Therefore, I think it bizarre that we have reached the point where if you find yourself unable to vote for either of two manifestly evil men that you are accused of pitting the perfect against the good.  The good?? Really?  What if my two choices were between Hitler and Stalin? Well… Stalin did give his people universal health care so let’s not be making the perfect the enemy of the good here.  So Stalin it is…. Furthermore, maybe the problem is a deeper one than the fact that our political choices are so uniformly horrific.  The deeper question is why our choices are so uniformly horrific?  Did you ever stop to wonder why, in a nation of 350 million people, that these two miscreants - - Biden or Trump - - were the choices proposed to us?  The answer to that question is that sock puppets always look the same.  This is why Dorothy was an anarchist. Because only by opting out of the process will we ever expose the process for what it is: a mendacious illusion perpetuated by powerful people in order to mollify the masses and to give to them the illusion of participatory democracy even as the elites, using this ruse to their advantage, solidify their hold on power and wealth.  This is not to say that it is somehow wrong to vote, even though Dorothy did not, or that voting never has any beneficial effects for the common good.  We are not dealing in absolutes here but rather in the realm of prudential judgments, and so if you want to vote then vote, and I certainly have no right or desire to tell you otherwise.  But what Dorothy Day is saying is that no matter our choices in such matters we must always be aware that in our system the entire affair is rigged to the advantage of a few at the expense of the many, with ample use made of the classic memes of the grand narrative of American democracy by marketing gurus and focus group Apparatchiks, all in the service of maintaining the economic and political status quo. I do think that part of Trump’s appeal was that he seemed to buck this trend and that as a rogue “outsider” he really could “drain the swamp.”  But Trump himself is a denizen of that swamp and is a swamp creature if ever there were one, which is why he never drained it, preferring instead to tweet about how awful John McCain was for having been captured by the NVA, and other such inane babblings.  

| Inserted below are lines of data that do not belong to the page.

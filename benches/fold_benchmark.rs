//! Benchmarks of per-pixel updates and partition folding
//!
//! Run with: cargo bench --bench fold_benchmark

use criterion::{black_box, criterion_group, criterion_main, BenchmarkId, Criterion};
use rand::SeedableRng;
use rand_chacha::ChaCha8Rng;
use rand_distr::{Distribution, LogNormal};
use tilestat::{fold_tree, BucketingStrategy, Histogram, Ledger, ScalarStats};

/// Skewed positive samples, like reflectance or elevation bands
fn generate_test_data(size: usize) -> Vec<f64> {
    let mut rng = ChaCha8Rng::seed_from_u64(7);
    let dist = LogNormal::new(3.0, 1.5).unwrap();
    (0..size).map(|_| dist.sample(&mut rng)).collect()
}

fn strategies() -> Vec<(&'static str, BucketingStrategy)> {
    vec![
        ("log", BucketingStrategy::default()),
        ("log_regular", BucketingStrategy::log_regular(10.0, 5, 0.1).unwrap()),
        ("regular", BucketingStrategy::regular(0.0, 25.0).unwrap()),
        (
            "explicit",
            BucketingStrategy::explicit(vec![0.0, 1.0, 10.0, 50.0, 100.0, 1000.0]).unwrap(),
        ),
    ]
}

fn bench_histogram_update(c: &mut Criterion) {
    let mut group = c.benchmark_group("histogram_update");
    let data = generate_test_data(100_000);

    for (name, strategy) in strategies() {
        group.bench_with_input(BenchmarkId::new(name, data.len()), &data, |b, data| {
            b.iter(|| {
                let mut hist = Histogram::new(strategy.clone());
                for &v in data {
                    hist.update(v);
                }
                black_box(hist)
            });
        });
    }

    group.bench_function("scalar_stats", |b| {
        b.iter(|| {
            let mut stats = ScalarStats::new();
            for &v in &data {
                stats.update(v);
            }
            black_box(stats)
        });
    });

    group.finish();
}

fn bench_histogram_fold(c: &mut Criterion) {
    let mut group = c.benchmark_group("histogram_fold");
    let data = generate_test_data(200_000);

    for partitions in [4, 64, 512] {
        let chunk = data.len() / partitions;
        let partials: Vec<Histogram> = data
            .chunks(chunk)
            .map(|c| {
                let mut hist = Histogram::new(BucketingStrategy::default());
                for &v in c {
                    hist.update(v);
                }
                hist
            })
            .collect();

        group.bench_with_input(
            BenchmarkId::new("fold_tree", partitions),
            &partials,
            |b, partials| b.iter(|| black_box(fold_tree(partials).unwrap())),
        );
    }

    group.finish();
}

fn bench_ledger_add(c: &mut Criterion) {
    let data = generate_test_data(60_000);
    let pixels: Vec<[f64; 3]> = data
        .chunks_exact(3)
        .map(|c| [c[0].trunc() % 8.0, c[1], c[2]])
        .collect();

    c.bench_function("ledger_add", |b| {
        b.iter(|| {
            let mut ledger =
                Ledger::from_descriptors(&["categorical", "log", "regular/origin/0/width/50"]).unwrap();
            for pixel in &pixels {
                ledger.add(pixel).unwrap();
            }
            black_box(ledger)
        });
    });
}

criterion_group!(benches, bench_histogram_update, bench_histogram_fold, bench_ledger_add);
criterion_main!(benches);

Too cynical you say?  I remember I was in London in 2008 when Obama was elected.  And as I was making my way around the city folks who recognized that I was an American through my accent were openly gushing with glee over Obama’s election as if there could be no doubt that I too shared their enthusiasm. They would slap me on the back and high-five me in congratulations and with manifest joy as if we had just elected the Messiah himself.  And I must admit that I too caught some of the infection and started to wonder if maybe this did represent something good and positive.  And I did think that at the very least it was really cool that we had elected a Black president.  But ask yourself this question:  By 2016 what was really different about America in a positive sense after eight years of Obama? Indeed, in 2016 we were once again “gifted” with two wonderful candidates - -  the empty suit that is Clinton, and the orange haired narcissist - - - indicating that not only were things in our political culture not any better, but in reality they had gotten worse.  And now Obama, the great Messiah of “Si se puede!” enthusiasms, is retiring to a multi- million dollar mansion in Hawaii as he and his wife hobnob with the rich, the famous, and the powerful. But we should have seen it coming when in the earliest days of his presidency Obama put together his “economic team” the members of which were almost exclusively drawn from the super-rich mavens of Wall street.  Presidents do not run the country.  Goldman Sachs does. And so the great Messiah of 2008 is now a supremely wealthy man retiring to his fortified Hawaiian version of Mar-a- Lago.  Si se puede indeed.

I am not arguing here, and nor was Dorothy, for an “apolitical” stance that simply retreats into our faith compounds with our buried school buses filled with stockpiled rosaries and hand grenades embossed with the image of Our Lady of Fatima.  We cannot cede the political realm to those who have usurped it and we cannot become like latter day Essenes squirreled away in the Qumran fortress of our apocalyptic fantasies awaiting the divine judgment which is sure to come for all of “those others.” We cannot neatly divide the political and the spiritual into two hermetically sealed separate spheres.  This would be contrary to the incarnational logic embedded in the Catholic vision of reality which lays claim to the totality of our existence and which commands and commits us to a missionary stance of engagement with the world, including the political world.  We are, after all, Catholics and not anabaptists, and therefore we cannot accept any narrative of an apolitical, pre-Constantinian pristine Church which was then followed by the “fall” of the Church, post-Constantine, into the “corruption” of political engagement.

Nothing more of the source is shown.